Government relaxes medicine import rules

The government announced on October 12, 2019 that it has relaxed rules for importing medicine for the next three months. PHOTO | FILE | NATION MEDIA GROUP

What you need to know:

  • This suspension means that anyone approved to import medicines into the country will for the next three months do so without their consignment being subjected to extra inspections before importation.

  • The waiver comes weeks after pharmaceutical distributors complained about new regulations that require that any goods coming to Kenya must be subjected to pre-export inspection and a Pre-export Verification of Conformity (PVoC) certificate issued.

The government has given a three-month waiver on Pre Export Verification of Conformity (PVoC) requirements for imports of medicines.

This is to give the relevant agencies and actors time to streamline the import and conformity assessment procedures, Kenya Bureau of Standards (Kebs) said Saturday.

Kebs managing director Bernard Njiraini stressed that this is not a blanket waiver, but one issued only to medicines and not all pharmaceutical products. He also said that all other goods being shipped into the country will be subjected to PVoC.

NO EXTRA INSPECTIONS

This suspension means that anyone approved to import medicines into the country will for the next three months do so without their consignment being subjected to extra inspections before importation.

Mr Njiraini confirmed the suspension saying that after consultation with stakeholders from the industry, the standards regulator decided to extend the period for which it expects the industry to comply.

“Yes. We have given them a waiver for three months as we iron out the logistical issues that the importers raised about the PVoC programme,” he told Nation on phone.

The waiver comes weeks after pharmaceutical distributors complained about new regulations that require that any goods coming to Kenya must be subjected to pre-export inspection and a Pre-export Verification of Conformity (PVoC) certificate issued.

The importers and distributors had, during a meeting with Health Cabinet Secretary last week, threatened to inflate the cost of medicines to compensate for the new charges that come with the new rule which came to effect this month.

On Friday, chairman of the Kenya Pharmaceutical Distributors Association (KPDA) chairman Kamamia Murichu said that he had received a call from Mr Njiraini notifying him of the renunciation.

“The decision is a positive move and for the time being, will enable us to get medicines into the country as fast as they are needed,” Dr Murichu said.

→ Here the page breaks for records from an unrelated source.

//! # Governance emulator
//!
//! In-memory, file-persistable stand-in for the data catalog, the secrets
//! store and the image registry. Used for local development, CI dry runs
//! and tests.

use anyhow::{bail, Result};
use async_trait::async_trait;
use lakegov_core::*;
use serde::{Deserialize, Serialize};
use std::collections::BTreeMap;
use std::sync::Arc;
use tokio::sync::Mutex;

pub mod engine;
pub mod remote;
pub mod storage;

pub use engine::EmulatorEngine;
pub use remote::EmulatorResourceStore;
pub use storage::{FileStorage, StateExporter};

pub const EMULATOR_ACCOUNT: &str = "000000000000";
pub const EMULATOR_REGION: &str = "local";

#[derive(Debug, Clone, PartialEq, Eq, Serialize, Deserialize)]
pub struct StoredSecret {
    pub arn: String,
    #[serde(default)]
    pub description: Option<String>,
    pub value: String,
    #[serde(default)]
    pub tags: BTreeMap<String, String>,
}

#[derive(Debug, Clone, PartialEq, Eq, Serialize, Deserialize)]
pub struct StoredRepository {
    pub uri: String,
    pub scan_on_push: bool,
    #[serde(default)]
    pub tags: BTreeMap<String, String>,
}

/// Complete state of the emulator
#[derive(Debug, Clone, Default, PartialEq, Eq, Serialize, Deserialize)]
pub struct EmulatorState {
    /// Defined classification tags
    #[serde(default)]
    pub tags: BTreeMap<TagKey, ClassificationTag>,
    /// Classified databases and tables
    #[serde(default)]
    pub resources: Vec<TaggedResource>,
    /// Registered roles by name
    #[serde(default)]
    pub roles: BTreeMap<String, Role>,
    /// All granted permissions
    #[serde(default)]
    pub grants: Vec<PermissionGrant>,
    #[serde(default)]
    pub secrets: BTreeMap<String, StoredSecret>,
    #[serde(default)]
    pub repositories: BTreeMap<String, StoredRepository>,
}

impl EmulatorState {
    pub fn new() -> Self {
        Self::default()
    }
}

fn same_resource(a: &ResourceRef, b: &ResourceRef) -> bool {
    a.database == b.database && a.table == b.table
}

/// Emulated catalog provider
pub struct EmulatorBackend {
    state: Arc<Mutex<EmulatorState>>,
    storage: Option<Arc<FileStorage>>,
    engine: EmulatorEngine,
}

impl EmulatorBackend {
    /// Create a new emulator, loading existing state when the file exists
    pub async fn new(state_file: Option<String>) -> Result<Self> {
        let storage = state_file.map(|path| Arc::new(FileStorage::new(path)));
        let state = match &storage {
            Some(storage) if storage.exists() => {
                let state = storage.load().await?;
                tracing::info!(path = %storage.path(), "loaded emulator state");
                state
            }
            _ => EmulatorState::new(),
        };

        let mut engine = EmulatorEngine::new();
        engine.update_state(&state);

        Ok(Self {
            state: Arc::new(Mutex::new(state)),
            storage,
            engine,
        })
    }

    async fn save_state(&self, state: &EmulatorState) -> Result<()> {
        if let Some(storage) = &self.storage {
            storage.save(state).await?;
        }
        Ok(())
    }

    /// Snapshot of the current state (for inspection and export)
    pub async fn get_state(&self) -> EmulatorState {
        self.state.lock().await.clone()
    }

    /// Secrets store sharing this emulator's state
    pub fn secrets(&self) -> Arc<EmulatorResourceStore> {
        Arc::new(EmulatorResourceStore::new(
            ResourceKind::Secret,
            self.state.clone(),
            self.storage.clone(),
        ))
    }

    /// Image registry sharing this emulator's state
    pub fn repositories(&self) -> Arc<EmulatorResourceStore> {
        Arc::new(EmulatorResourceStore::new(
            ResourceKind::Repository,
            self.state.clone(),
            self.storage.clone(),
        ))
    }

    pub fn check_permission(&self, role: &str, resource: &ResourceRef, action: &Action) -> bool {
        self.engine.check_permission(role, resource, action)
    }

    pub fn check_permission_with_reason(&self, role: &str, resource: &ResourceRef, action: &Action) -> (bool, String) {
        self.engine.check_permission_with_reason(role, resource, action)
    }

    pub fn engine(&self) -> &EmulatorEngine {
        &self.engine
    }
}

#[async_trait]
impl CatalogProvider for EmulatorBackend {
    async fn define_tag(&mut self, tag: &ClassificationTag) -> Result<ApplyResult> {
        let mut state = self.state.lock().await;
        let entry = state.tags.entry(tag.key).or_insert_with(|| ClassificationTag {
            key: tag.key,
            values: Vec::new(),
            description: tag.description.clone(),
        });
        let before = entry.values.len();
        for value in &tag.values {
            if !entry.values.contains(value) {
                entry.values.push(value.clone());
            }
        }
        let added = entry.values.len() - before;
        let message = format!("Defined tag {} ({} new value(s))", tag.key, added);

        self.engine.update_state(&state);
        self.save_state(&state).await?;
        Ok(ApplyResult::Success { message })
    }

    async fn tag_resource(&mut self, resource: &TaggedResource) -> Result<ApplyResult> {
        let mut state = self.state.lock().await;
        for (key, value) in &resource.tags {
            match state.tags.get(key) {
                None => bail!("tag {} is not defined in the catalog", key),
                Some(tag) if !tag.allows(value) => {
                    bail!("value '{}' is not allowed for tag {}", value, key)
                }
                Some(_) => {}
            }
        }

        state
            .resources
            .retain(|r| !same_resource(&r.resource, &resource.resource));
        state.resources.push(resource.clone());
        let message = format!("Tagged {} with {} tag(s)", resource.resource, resource.tags.len());

        self.engine.update_state(&state);
        self.save_state(&state).await?;
        Ok(ApplyResult::Success { message })
    }

    async fn grant_permissions(&mut self, role: &Role, grant: &PermissionGrant) -> Result<ApplyResult> {
        let mut state = self.state.lock().await;
        if !state.roles.contains_key(&role.name) {
            state.roles.insert(role.name.clone(), role.clone());
        }

        // Remove any existing grant for the same role and selector
        state
            .grants
            .retain(|g| !(g.role == grant.role && g.resource == grant.resource));

        let message = format!("Granted {:?} on {} to {}", grant.actions, grant.resource, grant.role);
        state.grants.push(grant.clone());

        self.engine.update_state(&state);
        self.save_state(&state).await?;
        Ok(ApplyResult::Success { message })
    }

    async fn register_role(&mut self, role: &Role) -> Result<ApplyResult> {
        let mut state = self.state.lock().await;
        state.roles.insert(role.name.clone(), role.clone());
        self.save_state(&state).await?;
        Ok(ApplyResult::Success {
            message: format!("Registered role {}", role.name),
        })
    }
}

He further added the pharmaceutical industry’s end goal is to ensure that the government entirely withdraws the PVoC regulation for medical consumables.

“our appeal is that the President will eventually do away with this guideline altogether,” Dr Murichu went on to say.

Mr Njiraini conversely added that there were no pharmaceutical products held at any port.

From today, the Kenya Bureau of Standards (KEBS) will require that medicines coming into the country should be tested before they are imported. This means that every trader must have their good pre-inspected before the said goods leave the country of export and a pre-export Verification of Conformity (PVoC) issued.

This pre-inspection will cost USD $265 (Sh27,000) and will be done by KEBS six appointed companies namely: Bureau Veritas, Cotecna, China Certification & Inspection (Group) Inspection Co. Ltd, Intertek International, SGS and QISJ to inspect, sample, test, seal containers and issuance certificates of conformity.

If the goods do not have PVoC they will not be allowed into Kenya and instead will be returned to the country of export. If they come in, the importer will have to pay 30 percent of the value of the consignment.

 “We introduced this additional layer of inspection to ensure that Kenyans get quality goods and drugs. We also removed the obstacles that were causing delays at ports of entry,” added Mr Njiraini.

Pharmaceutical firms have said that if the President failed to rescind the directive on the new rules, they would increase the cost of medicines by 40 to 60 percent, to shoulder the new charges of inspection imposed on them.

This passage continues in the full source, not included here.